Una comunità si costruisce, poi, conducendo il passaggio da comunità spontanea a comunità competenti. La “competenza” indica tutto ciò che cum-petes ad un ruolo, dunque è legata alla formazione, l’operatività e l’intenzione. Dentro la dimensione della competenza non bisogna dimenticare, soprattutto nel mondo del volontariato, quello della “capacità”, ossia l’attitudine a porre in essere atti funzionale al raggiungimento di uno scopo.
Quindi, come si costruisce dunque una comunità?
Da quanto detto finora, possiamo dedurre che per dare vita a una comunità sono necessari almeno tre strati: quello interpersonale, mettendosi in gioco, ascoltando sé e gli altri, attivandosi e acquisendo una certa flessibilità e plasticità; il livello operativo, quindi il dialogo, la mediazione, l’analisi del contesto, la definizione degli obiettivi e la gestione del conflitto; infine, il livello istituzionale cioè la fase della promozione e delle grandi strategie di negoziazione.

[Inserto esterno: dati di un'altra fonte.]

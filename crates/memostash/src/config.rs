use std::fmt;
use std::fs;
use std::path::{Path, PathBuf};

use anyhow::{Context, Result};
use serde::{Deserialize, Deserializer, de};
use tracing::level_filters::LevelFilter;

/// Controls the log format
#[derive(Clone, Copy, Debug, Eq, PartialEq, Deserialize)]
#[serde(rename_all = "lowercase")]
pub enum LogFormat {
    /// Auto detect (pretty for tty, simplified for other)
    Auto,
    /// With colors
    Pretty,
    /// Simplified log output
    Simplified,
    /// Dump out JSON lines
    Json,
}

/// Controls the logging system.
#[derive(Clone, Debug, Deserialize)]
#[serde(default)]
pub struct Logging {
    /// The log level of the engine and its binaries.
    #[serde(deserialize_with = "deserialize_level_filter")]
    pub level: LevelFilter,
    /// Controls the log format.
    pub format: LogFormat,
}

impl Default for Logging {
    fn default() -> Self {
        Logging {
            level: LevelFilter::INFO,
            format: LogFormat::Auto,
        }
    }
}

/// The engine configuration, usually loaded from a YAML file.
///
/// ```yaml
/// cache_dir: /var/cache/thumbnails
/// logging:
///   level: debug
///   format: json
/// ```
#[derive(Clone, Debug, Default, Deserialize)]
#[serde(default)]
pub struct Config {
    /// The directory holding cache records and artifacts.
    ///
    /// Created on first use if it does not exist.
    pub cache_dir: Option<PathBuf>,

    /// Logging configuration.
    pub logging: Logging,
}

impl Config {
    pub fn get(path: Option<&Path>) -> Result<Self> {
        match path {
            Some(path) => Self::from_reader(
                fs::File::open(path).context("failed to open configuration file")?,
            ),
            None => Ok(Config::default()),
        }
    }

    fn from_reader(mut reader: impl std::io::Read) -> Result<Self> {
        let mut config = String::new();
        reader
            .read_to_string(&mut config)
            .context("failed reading config file")?;
        // check for empty files explicitly
        if config.trim().is_empty() {
            anyhow::bail!("config file empty");
        }
        serde_yaml::from_str(&config).context("failed to parse config YAML")
    }
}

#[derive(Debug)]
struct LevelFilterVisitor;

impl de::Visitor<'_> for LevelFilterVisitor {
    type Value = LevelFilter;

    fn expecting(&self, formatter: &mut fmt::Formatter) -> std::fmt::Result {
        write!(
            formatter,
            r#"one of the strings "off", "error", "warn", "info", "debug", or "trace""#
        )
    }

    fn visit_str<E>(self, v: &str) -> Result<Self::Value, E>
    where
        E: de::Error,
    {
        match v {
            "off" => Ok(LevelFilter::OFF),
            "error" => Ok(LevelFilter::ERROR),
            "warn" => Ok(LevelFilter::WARN),
            "info" => Ok(LevelFilter::INFO),
            "debug" => Ok(LevelFilter::DEBUG),
            "trace" => Ok(LevelFilter::TRACE),
            _ => Err(de::Error::unknown_variant(
                v,
                &["off", "error", "warn", "info", "debug", "trace"],
            )),
        }
    }
}

fn deserialize_level_filter<'de, D: Deserializer<'de>>(
    deserializer: D,
) -> Result<LevelFilter, D::Error> {
    deserializer.deserialize_str(LevelFilterVisitor)
}
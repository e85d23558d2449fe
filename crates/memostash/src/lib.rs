//! A disk-backed memoization engine.
//!
//! `memostash` remembers the results of deterministic, versioned computations in a cache
//! directory. A cached result is reused as long as the computation version and its input are
//! the same, and none of the files it read has changed since:
//!
//! ```no_run
//! use futures::future::{BoxFuture, FutureExt};
//! use memostash::{Computation, ComputeContext, Memoizer, Rejection, Version};
//!
//! struct LineCount;
//!
//! impl Computation for LineCount {
//!     type Args = String;
//!     type Output = usize;
//!
//!     fn version(&self) -> Version {
//!         Version::from(1)
//!     }
//!
//!     fn compute<'a>(
//!         &'a self,
//!         ctx: &'a ComputeContext,
//!         path: &'a String,
//!     ) -> BoxFuture<'a, Result<usize, Rejection>> {
//!         async move {
//!             let contents = tokio::fs::read_to_string(ctx.observe(path)).await?;
//!             Ok(contents.lines().count())
//!         }
//!         .boxed()
//!     }
//! }
//!
//! # async fn run() -> Result<(), memostash::MemoError> {
//! let memoizer = Memoizer::new("/tmp/line-counts", LineCount)?;
//! let lines = memoizer.invoke("Cargo.toml".to_owned()).await?;
//! # Ok(())
//! # }
//! ```
//!
//! Concurrent calls for the same input share one computation, and [`Queue`] defers the
//! computations of many calls until their cache lookups are complete.

mod cache_key;
mod cleanup;
mod codec;
mod error;
mod fingerprint;
mod memoizer;
mod queue;
mod store;
mod utils;

pub mod config;
pub mod logging;

pub use cache_key::{CacheKey, CacheKeyBuilder, FORMAT_VERSION, Version};
pub use cleanup::CleanupStats;
pub use codec::{ErrorObject, Outcome, Rejection, ResultRecord, round_trip};
pub use error::MemoError;
pub use fingerprint::{Fingerprint, ObservedFile};
pub use memoizer::{ArtifactPaths, CacheStatus, Call, Computation, ComputeContext, Memoizer};
pub use queue::{BatchStats, FlushMode, Flushed, Queue};
pub use store::{EntryInfo, EntryState, Store};
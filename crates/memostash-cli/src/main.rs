//! Inspects and maintains `memostash` cache directories.

mod cli;
mod digest;
mod output;

#[tokio::main]
async fn main() {
    match cli::execute().await {
        Ok(()) => std::process::exit(0),
        Err(error) => {
            memostash::logging::ensure_log_error(&error);
            std::process::exit(1);
        }
    }
}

Inoltre, per creare comunità vitali e funzionanti sono necessarie almeno tre condizioni: il coinvolgimento, dunque che gli attori sociali diventino attività; la partecipazione, che significa che gli attori sociali assumono potere decisionale e di azione; la connessione, ovvero la creazione di reti.
Il caso Matera
Un esempio emblematico è il percorso di Matera, che nel 2019 diventa Capitale Europea della Cultura. Tutto inizia nel 2008, quando un gruppo di giovani sviluppano l’idea, abbastanza utopica, di volerla candidare. La città di Matera, nell’immaginario collettivo degli anni ’50 era definitiva “la vergogna d’Italia”, poi è rimasta piuttosto sconosciuta (addirittura spesso confusa con uno dei comuni della provincia di Bari!). Lo slancio utopico di rendere una città sconosciuta in Italia, figuriamoci in Europa, comincia ad aggregare tanti giovani in un forum online, costruendo così una community, un “cerchio caldo” di natura fiduciaria. Lo spazio online non è più bastato e la community si è trasformata in una comunità reale, prendersi cura dei – solo oggi rinomati – sassi di Matera, ospitando anche giovani da tutto il mondo. Dalla comunità nasce così il comitato promotore per la candidatura della città come Capitale Europea della Cultura. Il progetto cresce e genera attenzione larga e disinteressata, costituendo anche un’associazione di volontari: 1.500 è il numero di persone che, per un anno intero, hanno lavorato insieme. Non solo la città ha ricevuto il riconoscimento nel 2019, ma l’associazione continua ancora oggi a operare, promuovendo progetti culturali in Italia e in Europa.